Non userei questo metodo per un rilievo dei confini o per qualsiasi situazione in cui un errore di 30 cm sia importante. La planimetria è precisa quanto le immagini sottostanti, e Google Satellite non è un rilievo. Per uno studio di fattibilità, un disegno per una pre-application, un concept paesaggistico o una riunione con il cliente il mattino dopo, è esattamente ciò che userei.

Cosa ricordare

Con meno di una ventina di edifici, ricalca tutto a mano. Avrai finito prima di aver scritto un buon prompt e conoscerai ogni angolo del sito, che è il vero motivo per cui se ne disegna una.

Il metodo generato si dimostra utile su isolati e quartieri, nei lavori ripetuti su molti siti e nei giorni in cui il disegno deve essere consegnato alle nove.

Un prompt che nomina le quattro classi e i loro colori e dice "posizione e forma esatte" è ciò che distingue una planimetria del sito da una bella immagine.

Il risultato è un'immagine georeferenziata in scala reale, quindi un layout di stampa creato da essa è dimensionalmente corretto, nei limiti della precisione delle immagini.

Su questo isolato un tetto verde è tornato come uno stagno. Guarda le immagini prima di guardare la planimetria, perché è l'unico modo per scoprire un errore del genere.

Domande frequenti

La planimetria del sito viene restituita alla scala corretta? Sì. Il risultato è un GeoTIFF nello stesso sistema di coordinate delle tue immagini, quindi si posiziona sulla mappa alla scala reale e qualsiasi layout di stampa creato da esso è dimensionalmente corretto, nei limiti della precisione delle immagini stesse.

Posso usare le mie immagini da drone o da rilievo? Sì. Il plugin funziona con qualsiasi layer raster selezionato nel pannello: un GeoTIFF da un volo con drone, un WMS della tua agenzia cartografica nazionale o uno sfondo cartografico. Un input più nitido produce una planimetria più nitida.

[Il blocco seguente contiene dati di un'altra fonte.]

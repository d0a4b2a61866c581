//! Fixed mapping between logical entities, local tables and remote tables.
//!
//! The mapping is compiled in. Nothing registers tables at runtime; the
//! registry is built once at startup and shared read-only.

use crate::error::{SyncError, SyncResult};
use std::collections::HashSet;

/// Processing tier. Passes visit tiers in declaration order so that parent
/// entities (patients) land locally before their dependents (encounters).
#[derive(Debug, Clone, Copy, PartialEq, Eq, PartialOrd, Ord, Hash)]
pub enum SyncTier {
    /// Identity tables every other table refers to.
    Core,
    /// Clinical data hanging off core entities.
    Clinical,
    /// Everything else.
    Peripheral,
}

/// One `{ local, remote }` pair plus scheduling metadata.
#[derive(Debug, Clone, Copy, PartialEq, Eq)]
pub struct TableMapping {
    /// Logical entity name used by application code (e.g. `patient`).
    pub entity: &'static str,
    /// Table name in the local store.
    pub local: &'static str,
    /// Table name in the remote store.
    pub remote: &'static str,
    pub tier: SyncTier,
    /// Re-synced on the short critical timer in addition to full passes.
    pub critical: bool,
}

impl TableMapping {
    pub const fn new(
        entity: &'static str,
        local: &'static str,
        remote: &'static str,
        tier: SyncTier,
        critical: bool,
    ) -> Self {
        Self {
            entity,
            local,
            remote,
            tier,
            critical,
        }
    }
}

/// The build-time table mapping, in priority order within each tier.
pub const TABLE_MAPPINGS: &[TableMapping] = &[
    TableMapping::new("user", "users", "users", SyncTier::Core, false),
    TableMapping::new("facility", "facilities", "facilities", SyncTier::Core, false),
    TableMapping::new("patient", "patients", "patients", SyncTier::Core, false),
    TableMapping::new("encounter", "encounters", "encounters", SyncTier::Clinical, false),
    TableMapping::new("vital_sign", "vital_signs", "vitals", SyncTier::Clinical, true),
    TableMapping::new("assessment", "assessments", "assessments", SyncTier::Clinical, true),
    TableMapping::new("medication", "medications", "medications", SyncTier::Clinical, false),
    TableMapping::new(
        "medication_administration",
        "medication_administrations",
        "med_administrations",
        SyncTier::Clinical,
        true,
    ),
    TableMapping::new("allergy", "allergies", "allergies", SyncTier::Clinical, false),
    TableMapping::new("lab_result", "lab_results", "lab_results", SyncTier::Clinical, false),
    TableMapping::new("clinical_note", "clinical_notes", "notes", SyncTier::Clinical, false),
    TableMapping::new("order", "orders", "orders", SyncTier::Clinical, false),
    TableMapping::new("care_plan", "care_plans", "care_plans", SyncTier::Clinical, false),
    TableMapping::new("appointment", "appointments", "appointments", SyncTier::Peripheral, false),
    TableMapping::new("task", "tasks", "tasks", SyncTier::Peripheral, false),
    TableMapping::new("document", "documents", "documents", SyncTier::Peripheral, false),
    TableMapping::new("setting", "settings", "user_settings", SyncTier::Peripheral, false),
    TableMapping::new("audit_log", "audit_logs", "audit_logs", SyncTier::Peripheral, false),
];

/// Which tables a pass covers.
#[derive(Debug, Clone, Copy, PartialEq, Eq, Hash)]
pub enum SyncScope {
    /// Every mapped table.
    Full,
    /// Only tables flagged critical.
    Critical,
}

/// Lookup over the fixed table mapping.
#[derive(Debug, Clone)]
pub struct TableRegistry {
    /// Stored in processing order.
    mappings: Vec<TableMapping>,
}

impl TableRegistry {
    /// The compiled-in registry.
    #[must_use]
    pub fn builtin() -> Self {
        Self::ordered(TABLE_MAPPINGS.to_vec())
    }

    /// Builds a registry from an explicit mapping list (tests, embedded
    /// deployments with a reduced schema). Local, remote and entity names
    /// must each be unique.
    pub fn from_mappings(mappings: Vec<TableMapping>) -> SyncResult<Self> {
        let mut locals = HashSet::new();
        let mut remotes = HashSet::new();
        let mut entities = HashSet::new();
        for m in &mappings {
            if m.local.is_empty() || m.remote.is_empty() {
                return Err(SyncError::Config(format!(
                    "empty table name in mapping for {}",
                    m.entity
                )));
            }
            if !locals.insert(m.local) {
                return Err(SyncError::Config(format!("duplicate local table {}", m.local)));
            }
            if !remotes.insert(m.remote) {
                return Err(SyncError::Config(format!("duplicate remote table {}", m.remote)));
            }
            if !entities.insert(m.entity) {
                return Err(SyncError::Config(format!("duplicate entity {}", m.entity)));
            }
        }
        Ok(Self::ordered(mappings))
    }

    fn ordered(mut mappings: Vec<TableMapping>) -> Self {
        // Stable: declaration order is kept within a tier.
        mappings.sort_by_key(|m| m.tier);
        Self { mappings }
    }

    /// Resolves a logical entity name (`patient`) or a local table name
    /// (`patients`) to its mapping.
    pub fn resolve(&self, name: &str) -> SyncResult<&TableMapping> {
        self.mappings
            .iter()
            .find(|m| m.entity == name || m.local == name)
            .ok_or_else(|| SyncError::UnknownTable(name.to_string()))
    }

    /// Remote table name for a local table.
    pub fn remote_name(&self, local: &str) -> SyncResult<&'static str> {
        self.mappings
            .iter()
            .find(|m| m.local == local)
            .map(|m| m.remote)
            .ok_or_else(|| SyncError::UnknownTable(local.to_string()))
    }

    /// Whether a local table participates in sync.
    #[must_use]
    pub fn contains(&self, local: &str) -> bool {
        self.mappings.iter().any(|m| m.local == local)
    }

    /// Whether a local table is flagged critical.
    #[must_use]
    pub fn is_critical(&self, local: &str) -> bool {
        self.mappings.iter().any(|m| m.local == local && m.critical)
    }

    /// All mappings in processing order.
    #[must_use]
    pub fn sync_order(&self) -> &[TableMapping] {
        &self.mappings
    }

    /// Critical mappings in processing order.
    pub fn critical_tables(&self) -> impl Iterator<Item = &TableMapping> {
        self.mappings.iter().filter(|m| m.critical)
    }

    /// Mappings covered by a pass of the given scope, in processing order.
    #[must_use]
    pub fn tables_for(&self, scope: SyncScope) -> Vec<TableMapping> {
        match scope {
            SyncScope::Full => self.mappings.clone(),
            SyncScope::Critical => self.critical_tables().copied().collect(),
        }
    }

    /// Number of mapped tables.
    #[must_use]
    pub fn len(&self) -> usize {
        self.mappings.len()
    }

    /// Whether the registry is empty.
    #[must_use]
    pub fn is_empty(&self) -> bool {
        self.mappings.is_empty()
    }
}

impl Default for TableRegistry {
    fn default() -> Self {
        Self::builtin()
    }
}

Quali versioni di QGIS? QGIS 3.34 e successive, e QGIS 4, su Windows, macOS e Linux.

Prossimo passo

Carica il tuo sito, disegna la zona e incolla il prompt qui sopra. Se la planimetria è corretta, hai una base su cui progettare. Se è sbagliata, hai imparato qualcosa sul tuo sito in trenta secondi e il metodo manuale è ancora disponibile.

Un'ultima cosa. Il risultato che ottieni è un'immagine. Se ti serve solo un'immagine per una presentazione o una presentazione per un cliente, è sufficiente e puoi fermarti qui. Se ti servono poligoni modificabili, il plugin ha uno strumento che trasforma i colori piatti in forme vettoriali, una classe per colore. È un argomento per un altro post.